DATA TO USE:
//! Nullable ledger: record external service calls without sending them.
//!
//! One [`NullLedger`] stands in for the ballot service, the token contract and
//! the account directory at once, so tests can assert on the exact sequence
//! of external effects an operation produced.

use std::collections::HashSet;
use std::sync::{Mutex, MutexGuard};

use oig_client::{
    AccountDirectory, BallotDetails, BallotService, ClientError, NewBallot, Transfer,
    TransferService, VoterRegistration,
};
use oig_types::{AccountName, BallotId, Timestamp};

/// An external call as observed by the null ledger.
#[derive(Clone, Debug, PartialEq, Eq)]
pub enum LedgerCall {
    CreateBallot(NewBallot),
    SetDetails(BallotDetails),
    SetVoteWeighting {
        ballot: BallotId,
        mode: String,
    },
    OpenVoting {
        ballot: BallotId,
        end_time: Timestamp,
    },
    CloseVoting {
        ballot: BallotId,
        broadcast: bool,
    },
    RegisterVoter(VoterRegistration),
    SyncStake(AccountName),
    RebalanceWeight {
        voter: AccountName,
        ballot: BallotId,
        worker: AccountName,
    },
    Transfer(Transfer),
}

impl LedgerCall {
    /// Action name on the remote service.
    pub fn action(&self) -> &'static str {
        match self {
            Self::CreateBallot(_) => "newballot",
            Self::SetDetails(_) => "editdetails",
            Self::SetVoteWeighting { .. } => "togglebal",
            Self::OpenVoting { .. } => "openvoting",
            Self::CloseVoting { .. } => "closevoting",
            Self::RegisterVoter(_) => "regvoter",
            Self::SyncStake(_) => "sync",
            Self::RebalanceWeight { .. } => "rebalance",
            Self::Transfer(_) => "transfer",
        }
    }
}

/// A test ledger that records calls instead of sending them.
#[derive(Default)]
pub struct NullLedger {
    calls: Mutex<Vec<LedgerCall>>,
    accounts: Mutex<HashSet<AccountName>>,
    rejected: Mutex<HashSet<String>>,
}

fn lock<T>(mutex: &Mutex<T>) -> MutexGuard<'_, T> {
    mutex.lock().unwrap_or_else(|poisoned| poisoned.into_inner())
}

impl NullLedger {
    pub fn new() -> Self {
        Self::default()
    }

    /// Create a ledger on which the given accounts exist.
    pub fn with_accounts<I>(accounts: I) -> Self
    where
        I: IntoIterator<Item = AccountName>,
    {
        let ledger = Self::new();
        lock(&ledger.accounts).extend(accounts);
        ledger
    }

    pub fn add_account(&self, account: AccountName) {
        lock(&self.accounts).insert(account);
    }

    /// Reject every future call to `action` (e.g. `"newballot"`).
    pub fn reject(&self, action: &str) {
        lock(&self.rejected).insert(action.to_string());
    }

    /// Stop rejecting `action`.
    pub fn allow(&self, action: &str) {
        lock(&self.rejected).remove(action);
    }

    /// All calls accepted so far, in order.
    pub fn calls(&self) -> Vec<LedgerCall> {
        lock(&self.calls).clone()
    }

    /// Calls to a single action, in order.
    pub fn calls_to(&self, action: &str) -> Vec<LedgerCall> {
        lock(&self.calls)
            .iter()
            .filter(|c| c.action() == action)
            .cloned()
            .collect()
    }

    pub fn count(&self, action: &str) -> usize {
        lock(&self.calls)
            .iter()
            .filter(|c| c.action() == action)
            .count()
    }

    /// Forget recorded calls.
    pub fn clear_calls(&self) {
        lock(&self.calls).clear();
    }

    fn record(&self, call: LedgerCall) -> Result<(), ClientError> {
        if lock(&self.rejected).contains(call.action()) {
            return Err(ClientError::Rejected {
                action: call.action().to_string(),
                reason: "rejected by null ledger".to_string(),
            });
        }
        lock(&self.calls).push(call);
        Ok(())
    }
}

impl BallotService for NullLedger {
    fn create_ballot(&self, ballot: &NewBallot) -> Result<(), ClientError> {
        self.record(LedgerCall::CreateBallot(ballot.clone()))
    }

    fn set_details(&self, details: &BallotDetails) -> Result<(), ClientError> {
        self.record(LedgerCall::SetDetails(details.clone()))
    }

    fn set_vote_weighting(&self, ballot: BallotId, mode: &str) -> Result<(), ClientError> {
        self.record(LedgerCall::SetVoteWeighting {
            ballot,
            mode: mode.to_string(),
        })
    }

    fn open_voting(&self, ballot: BallotId, end_time: Timestamp) -> Result<(), ClientError> {
        self.record(LedgerCall::OpenVoting { ballot, end_time })
    }

    fn close_voting(&self, ballot: BallotId, broadcast: bool) -> Result<(), ClientError> {
        self.record(LedgerCall::CloseVoting { ballot, broadcast })
    }

    fn register_voter(&self, registration: &VoterRegistration) -> Result<(), ClientError> {
        self.record(LedgerCall::RegisterVoter(registration.clone()))
    }

    fn sync_stake(&self, voter: &AccountName) -> Result<(), ClientError> {
        self.record(LedgerCall::SyncStake(voter.clone()))
    }

    fn rebalance_weight(
        &self,
        voter: &AccountName,
        ballot: BallotId,
        worker: &AccountName,
    ) -> Result<(), ClientError> {
        self.record(LedgerCall::RebalanceWeight {
            voter: voter.clone(),
            ballot,
            worker: worker.clone(),
        })
    }
}

impl TransferService for NullLedger {
    fn transfer(&self, transfer: &Transfer) -> Result<(), ClientError> {
        self.record(LedgerCall::Transfer(transfer.clone()))
    }
}

impl AccountDirectory for NullLedger {
    fn account_exists(&self, account: &AccountName) -> Result<bool, ClientError> {
        Ok(lock(&self.accounts).contains(account))
    }
}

YOUR TASK: All records are to be restated exactly, from the first line to the last line.

ANSWER AREA:
//! Nullable ledger: record external service calls without sending them.
//!
//! One [`NullLedger`] stands in for the ballot service, the token contract and
//! the account directory at once, so tests can assert on the exact sequence
//! of external effects an operation produced.

use std::collections::HashSet;
use std::sync::{Mutex, MutexGuard};

use oig_client::{
    AccountDirectory, BallotDetails, BallotService, ClientError, NewBallot, Transfer,
    TransferService, VoterRegistration,
};
use oig_types::{AccountName, BallotId, Timestamp};

/// An external call as observed by the null ledger.
#[derive(Clone, Debug, PartialEq, Eq)]
pub enum LedgerCall {
    CreateBallot(NewBallot),
    SetDetails(BallotDetails),
    SetVoteWeighting {
        ballot: BallotId,
        mode: String,
    },
    OpenVoting {
        ballot: BallotId,
        end_time: Timestamp,
    },
    CloseVoting {
        ballot: BallotId,
        broadcast: bool,
    },
    RegisterVoter(VoterRegistration),
    SyncStake(AccountName),
    RebalanceWeight {
        voter: AccountName,
        ballot: BallotId,
        worker: AccountName,
    },
    Transfer(Transfer),
}

impl LedgerCall {
    /// Action name on the remote service.
    pub fn action(&self) -> &'static str {
        match self {
            Self::CreateBallot(_) => "newballot",
            Self::SetDetails(_) => "editdetails",
            Self::SetVoteWeighting { .. } => "togglebal",
            Self::OpenVoting { .. } => "openvoting",
            Self::CloseVoting { .. } => "closevoting",
            Self::RegisterVoter(_) => "regvoter",
            Self::SyncStake(_) => "sync",
            Self::RebalanceWeight { .. } => "rebalance",
            Self::Transfer(_) => "transfer",
        }
    }
}

/// A test ledger that records calls instead of sending them.
#[derive(Default)]
pub struct NullLedger {
    calls: Mutex<Vec<LedgerCall>>,
    accounts: Mutex<HashSet<AccountName>>,
    rejected: Mutex<HashSet<String>>,
}

fn lock<T>(mutex: &Mutex<T>) -> MutexGuard<'_, T> {
    mutex.lock().unwrap_or_else(|poisoned| poisoned.into_inner())
}

impl NullLedger {
    pub fn new() -> Self {
        Self::default()
    }

    /// Create a ledger on which the given accounts exist.
    pub fn with_accounts<I>(accounts: I) -> Self
    where
        I: IntoIterator<Item = AccountName>,
    {
        let ledger = Self::new();
        lock(&ledger.accounts).extend(accounts);
        ledger
    }

    pub fn add_account(&self, account: AccountName) {
        lock(&self.accounts).insert(account);
    }

    /// Reject every future call to `action` (e.g. `"newballot"`).
    pub fn reject(&self, action: &str) {
        lock(&self.rejected).insert(action.to_string());
    }

    /// Stop rejecting `action`.
    pub fn allow(&self, action: &str) {
        lock(&self.rejected).remove(action);
    }

    /// All calls accepted so far, in order.
    pub fn calls(&self) -> Vec<LedgerCall> {
        lock(&self.calls).clone()
    }

    /// Calls to a single action, in order.
    pub fn calls_to(&self, action: &str) -> Vec<LedgerCall> {
        lock(&self.calls)
            .iter()
            .filter(|c| c.action() == action)
            .cloned()
            .collect()
    }

    pub fn count(&self, action: &str) -> usize {
        lock(&self.calls)
            .iter()
            .filter(|c| c.action() == action)
            .count()
    }

    /// Forget recorded calls.
    pub fn clear_calls(&self) {
        lock(&self.calls).clear();
    }

    fn record(&self, call: LedgerCall) -> Result<(), ClientError> {
        if lock(&self.rejected).contains(call.action()) {
            return Err(ClientError::Rejected {
                action: call.action().to_string(),
                reason: "rejected by null ledger".to_string(),
            });
        }
        lock(&self.calls).push(call);
        Ok(())
    }
}

impl BallotService for NullLedger {
    fn create_ballot(&self, ballot: &NewBallot) -> Result<(), ClientError> {
        self.record(LedgerCall::CreateBallot(ballot.clone()))
    }

    fn set_details(&self, details: &BallotDetails) -> Result<(), ClientError> {
        self.record(LedgerCall::SetDetails(details.clone()))
    }

    fn set_vote_weighting(&self, ballot: BallotId, mode: &str) -> Result<(), ClientError> {
        self.record(LedgerCall::SetVoteWeighting {
            ballot,
            mode: mode.to_string(),
        })
    }

    fn open_voting(&self, ballot: BallotId, end_time: Timestamp) -> Result<(), ClientError> {
        self.record(LedgerCall::OpenVoting { ballot, end_time })
    }

    fn close_voting(&self, ballot: BallotId, broadcast: bool) -> Result<(), ClientError> {
        self.record(LedgerCall::CloseVoting { ballot, broadcast })
    }

    fn register_voter(&self, registration: &VoterRegistration) -> Result<(), ClientError> {
        self.record(LedgerCall::RegisterVoter(registration.clone()))
    }

    fn sync_stake(&self, voter: &AccountName) -> Result<(), ClientError> {
        self.record(LedgerCall::SyncStake(voter.clone()))
    }

    fn rebalance_weight(
        &self,
        voter: &AccountName,
        ballot: BallotId,
        worker: &AccountName,
    ) -> Result<(), ClientError> {
        self.record(LedgerCall::RebalanceWeight {
            voter: voter.clone(),
            ballot,
            worker: worker.clone(),
        })
    }
}

impl TransferService for NullLedger {
    fn transfer(&self, transfer: &Transfer) -> Result<(), ClientError> {
        self.record(LedgerCall::Transfer(transfer.clone()))
    }
}

impl AccountDirectory for NullLedger {
    fn account_exists(&self, account: &AccountName) -> Result<bool, ClientError> {
        Ok(lock(&self.accounts).contains(account))
    }
}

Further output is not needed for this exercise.